───── Supplied material

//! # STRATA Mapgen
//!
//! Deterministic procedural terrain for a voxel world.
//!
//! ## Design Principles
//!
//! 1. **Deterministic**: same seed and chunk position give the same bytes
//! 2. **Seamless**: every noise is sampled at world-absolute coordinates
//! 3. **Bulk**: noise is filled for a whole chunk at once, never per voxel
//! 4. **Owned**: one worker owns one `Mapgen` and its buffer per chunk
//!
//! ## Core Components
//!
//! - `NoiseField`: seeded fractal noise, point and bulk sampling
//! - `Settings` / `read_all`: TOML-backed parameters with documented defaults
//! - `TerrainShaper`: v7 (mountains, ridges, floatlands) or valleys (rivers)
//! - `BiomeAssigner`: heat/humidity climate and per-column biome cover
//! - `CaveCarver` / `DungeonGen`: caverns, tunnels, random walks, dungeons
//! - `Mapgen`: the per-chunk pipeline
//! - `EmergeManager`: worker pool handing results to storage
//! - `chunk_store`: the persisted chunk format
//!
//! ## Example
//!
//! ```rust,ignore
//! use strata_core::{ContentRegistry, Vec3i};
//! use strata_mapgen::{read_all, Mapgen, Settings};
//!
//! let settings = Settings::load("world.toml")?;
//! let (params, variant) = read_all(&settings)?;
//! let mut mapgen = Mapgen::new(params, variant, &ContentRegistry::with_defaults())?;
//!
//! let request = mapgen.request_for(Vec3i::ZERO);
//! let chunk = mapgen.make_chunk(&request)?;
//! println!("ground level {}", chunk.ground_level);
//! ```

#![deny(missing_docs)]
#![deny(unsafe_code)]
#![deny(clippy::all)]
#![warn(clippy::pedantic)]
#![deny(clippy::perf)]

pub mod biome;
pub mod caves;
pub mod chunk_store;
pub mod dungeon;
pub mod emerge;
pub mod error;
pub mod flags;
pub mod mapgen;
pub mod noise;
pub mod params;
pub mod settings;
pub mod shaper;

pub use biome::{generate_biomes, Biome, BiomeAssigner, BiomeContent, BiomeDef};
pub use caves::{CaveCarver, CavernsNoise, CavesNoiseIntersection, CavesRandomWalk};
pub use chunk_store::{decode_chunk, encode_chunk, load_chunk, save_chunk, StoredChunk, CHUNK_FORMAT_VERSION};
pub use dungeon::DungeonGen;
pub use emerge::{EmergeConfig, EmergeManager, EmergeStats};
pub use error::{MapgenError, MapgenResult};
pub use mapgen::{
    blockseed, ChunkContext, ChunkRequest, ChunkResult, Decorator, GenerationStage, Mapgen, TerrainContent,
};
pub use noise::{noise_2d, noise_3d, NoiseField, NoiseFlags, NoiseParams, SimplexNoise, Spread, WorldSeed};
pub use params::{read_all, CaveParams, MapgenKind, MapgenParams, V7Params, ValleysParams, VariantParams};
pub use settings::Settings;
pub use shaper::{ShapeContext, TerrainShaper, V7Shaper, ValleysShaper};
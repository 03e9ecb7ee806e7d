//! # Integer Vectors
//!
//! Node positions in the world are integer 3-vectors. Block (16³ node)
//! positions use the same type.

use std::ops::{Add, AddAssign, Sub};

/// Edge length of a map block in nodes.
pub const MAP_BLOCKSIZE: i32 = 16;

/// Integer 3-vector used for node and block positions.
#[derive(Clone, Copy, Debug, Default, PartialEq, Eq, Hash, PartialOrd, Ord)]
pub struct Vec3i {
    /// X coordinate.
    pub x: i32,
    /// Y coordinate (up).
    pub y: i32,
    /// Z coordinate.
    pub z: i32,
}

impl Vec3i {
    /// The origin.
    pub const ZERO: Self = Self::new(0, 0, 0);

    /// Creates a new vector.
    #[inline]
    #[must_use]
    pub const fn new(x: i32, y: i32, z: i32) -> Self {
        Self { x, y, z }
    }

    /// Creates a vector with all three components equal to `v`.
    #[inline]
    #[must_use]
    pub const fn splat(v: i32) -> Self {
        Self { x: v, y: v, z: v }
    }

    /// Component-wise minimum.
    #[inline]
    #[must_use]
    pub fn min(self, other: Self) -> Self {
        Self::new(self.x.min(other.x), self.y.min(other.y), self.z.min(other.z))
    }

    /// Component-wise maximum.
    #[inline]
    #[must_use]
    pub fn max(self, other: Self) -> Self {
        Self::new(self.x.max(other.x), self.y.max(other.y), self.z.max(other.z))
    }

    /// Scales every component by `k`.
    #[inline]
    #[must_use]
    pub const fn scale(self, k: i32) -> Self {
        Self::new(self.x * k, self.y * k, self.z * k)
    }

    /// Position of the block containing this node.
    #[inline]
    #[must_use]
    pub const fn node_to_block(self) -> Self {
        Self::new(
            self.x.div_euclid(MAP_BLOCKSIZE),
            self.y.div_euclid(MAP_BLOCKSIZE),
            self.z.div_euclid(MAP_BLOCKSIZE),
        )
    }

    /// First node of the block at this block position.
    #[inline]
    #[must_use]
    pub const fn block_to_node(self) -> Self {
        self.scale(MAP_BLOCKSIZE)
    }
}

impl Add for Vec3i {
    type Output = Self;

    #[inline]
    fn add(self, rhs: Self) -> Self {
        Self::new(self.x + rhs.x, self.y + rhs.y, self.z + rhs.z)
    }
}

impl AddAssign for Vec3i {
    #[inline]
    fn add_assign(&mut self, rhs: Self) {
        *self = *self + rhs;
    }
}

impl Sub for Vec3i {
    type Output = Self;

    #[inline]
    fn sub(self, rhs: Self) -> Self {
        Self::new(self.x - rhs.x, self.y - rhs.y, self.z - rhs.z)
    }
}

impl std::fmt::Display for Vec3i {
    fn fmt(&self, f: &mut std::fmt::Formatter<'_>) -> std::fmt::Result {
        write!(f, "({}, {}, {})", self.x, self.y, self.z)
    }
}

──────────
───── Supplied material

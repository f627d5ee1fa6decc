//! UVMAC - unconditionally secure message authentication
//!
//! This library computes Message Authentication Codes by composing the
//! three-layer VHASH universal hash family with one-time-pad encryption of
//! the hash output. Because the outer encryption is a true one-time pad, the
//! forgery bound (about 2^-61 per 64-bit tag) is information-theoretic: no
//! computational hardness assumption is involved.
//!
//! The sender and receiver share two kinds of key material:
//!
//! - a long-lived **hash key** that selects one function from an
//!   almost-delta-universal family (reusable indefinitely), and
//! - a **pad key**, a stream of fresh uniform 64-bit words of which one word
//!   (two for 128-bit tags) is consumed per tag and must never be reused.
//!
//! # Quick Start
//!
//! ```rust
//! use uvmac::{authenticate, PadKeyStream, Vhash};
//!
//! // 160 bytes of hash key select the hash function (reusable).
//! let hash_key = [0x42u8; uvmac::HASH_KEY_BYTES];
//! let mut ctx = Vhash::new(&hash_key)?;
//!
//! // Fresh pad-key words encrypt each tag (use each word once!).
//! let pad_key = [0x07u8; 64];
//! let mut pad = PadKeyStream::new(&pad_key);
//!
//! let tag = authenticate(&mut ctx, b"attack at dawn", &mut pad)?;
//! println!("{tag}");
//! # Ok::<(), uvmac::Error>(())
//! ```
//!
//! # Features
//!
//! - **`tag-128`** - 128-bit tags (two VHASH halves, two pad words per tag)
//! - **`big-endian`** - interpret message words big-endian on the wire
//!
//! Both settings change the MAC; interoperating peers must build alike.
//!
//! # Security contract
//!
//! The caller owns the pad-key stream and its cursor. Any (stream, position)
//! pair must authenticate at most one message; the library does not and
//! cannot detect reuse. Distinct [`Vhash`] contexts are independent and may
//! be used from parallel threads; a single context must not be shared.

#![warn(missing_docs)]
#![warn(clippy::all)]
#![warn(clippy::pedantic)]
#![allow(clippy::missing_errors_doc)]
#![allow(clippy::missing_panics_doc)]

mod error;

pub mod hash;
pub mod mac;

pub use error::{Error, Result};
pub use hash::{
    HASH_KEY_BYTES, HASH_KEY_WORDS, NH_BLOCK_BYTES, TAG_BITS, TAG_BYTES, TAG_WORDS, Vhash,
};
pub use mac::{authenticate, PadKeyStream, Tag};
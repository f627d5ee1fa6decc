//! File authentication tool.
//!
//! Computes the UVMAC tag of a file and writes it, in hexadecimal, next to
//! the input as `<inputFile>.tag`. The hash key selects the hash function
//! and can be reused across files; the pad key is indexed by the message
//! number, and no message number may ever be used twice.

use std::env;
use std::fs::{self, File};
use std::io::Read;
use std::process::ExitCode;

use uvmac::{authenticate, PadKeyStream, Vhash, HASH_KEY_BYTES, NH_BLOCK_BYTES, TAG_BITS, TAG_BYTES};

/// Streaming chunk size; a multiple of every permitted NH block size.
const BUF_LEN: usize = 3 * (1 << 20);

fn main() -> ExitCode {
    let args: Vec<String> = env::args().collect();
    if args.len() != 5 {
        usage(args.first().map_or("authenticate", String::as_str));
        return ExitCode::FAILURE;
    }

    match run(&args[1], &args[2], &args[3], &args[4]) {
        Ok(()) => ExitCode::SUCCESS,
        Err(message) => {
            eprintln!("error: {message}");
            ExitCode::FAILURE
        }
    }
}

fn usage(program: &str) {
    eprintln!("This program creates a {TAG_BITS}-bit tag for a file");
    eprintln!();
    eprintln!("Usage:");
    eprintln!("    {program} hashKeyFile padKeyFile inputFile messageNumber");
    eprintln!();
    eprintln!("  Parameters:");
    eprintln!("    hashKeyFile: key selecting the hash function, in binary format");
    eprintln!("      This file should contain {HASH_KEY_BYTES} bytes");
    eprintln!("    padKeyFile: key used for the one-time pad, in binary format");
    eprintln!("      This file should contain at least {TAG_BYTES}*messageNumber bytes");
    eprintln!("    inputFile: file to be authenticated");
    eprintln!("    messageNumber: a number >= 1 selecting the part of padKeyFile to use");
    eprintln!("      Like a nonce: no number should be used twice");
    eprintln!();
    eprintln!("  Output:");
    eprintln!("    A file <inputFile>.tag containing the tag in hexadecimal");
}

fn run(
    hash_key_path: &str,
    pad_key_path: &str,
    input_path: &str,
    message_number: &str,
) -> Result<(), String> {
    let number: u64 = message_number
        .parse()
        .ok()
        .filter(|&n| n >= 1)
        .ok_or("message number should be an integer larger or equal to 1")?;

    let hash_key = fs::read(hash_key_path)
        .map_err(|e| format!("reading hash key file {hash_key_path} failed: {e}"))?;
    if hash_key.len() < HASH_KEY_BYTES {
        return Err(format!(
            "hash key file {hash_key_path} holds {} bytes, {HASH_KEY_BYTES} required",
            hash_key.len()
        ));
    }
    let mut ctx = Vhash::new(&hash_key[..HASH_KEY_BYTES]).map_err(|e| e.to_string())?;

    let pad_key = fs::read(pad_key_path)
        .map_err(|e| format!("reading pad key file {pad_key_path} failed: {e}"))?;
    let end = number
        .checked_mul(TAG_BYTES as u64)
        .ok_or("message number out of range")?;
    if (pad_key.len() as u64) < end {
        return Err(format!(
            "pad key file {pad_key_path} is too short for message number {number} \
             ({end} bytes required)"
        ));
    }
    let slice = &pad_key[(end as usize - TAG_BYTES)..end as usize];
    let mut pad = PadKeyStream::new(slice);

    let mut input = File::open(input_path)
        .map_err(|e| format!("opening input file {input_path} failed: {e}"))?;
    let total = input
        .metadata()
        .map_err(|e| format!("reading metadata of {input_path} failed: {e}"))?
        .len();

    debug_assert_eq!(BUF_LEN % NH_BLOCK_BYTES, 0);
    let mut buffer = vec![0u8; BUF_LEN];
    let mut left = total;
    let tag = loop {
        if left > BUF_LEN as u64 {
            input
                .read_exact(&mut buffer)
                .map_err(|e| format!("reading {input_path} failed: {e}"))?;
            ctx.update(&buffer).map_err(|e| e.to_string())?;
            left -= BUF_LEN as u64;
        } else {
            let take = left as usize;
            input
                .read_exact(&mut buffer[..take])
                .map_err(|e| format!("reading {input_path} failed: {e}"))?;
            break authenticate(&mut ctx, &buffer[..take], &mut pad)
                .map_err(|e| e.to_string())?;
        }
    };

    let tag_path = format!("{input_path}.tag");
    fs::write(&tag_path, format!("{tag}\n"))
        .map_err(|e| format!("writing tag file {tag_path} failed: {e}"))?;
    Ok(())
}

──────────

Each line that includes the string "voxel" should be copied from the data.

Response area
//! Deterministic procedural terrain for a voxel world.
//! 3. **Bulk**: noise is filled for a whole chunk at once, never per voxel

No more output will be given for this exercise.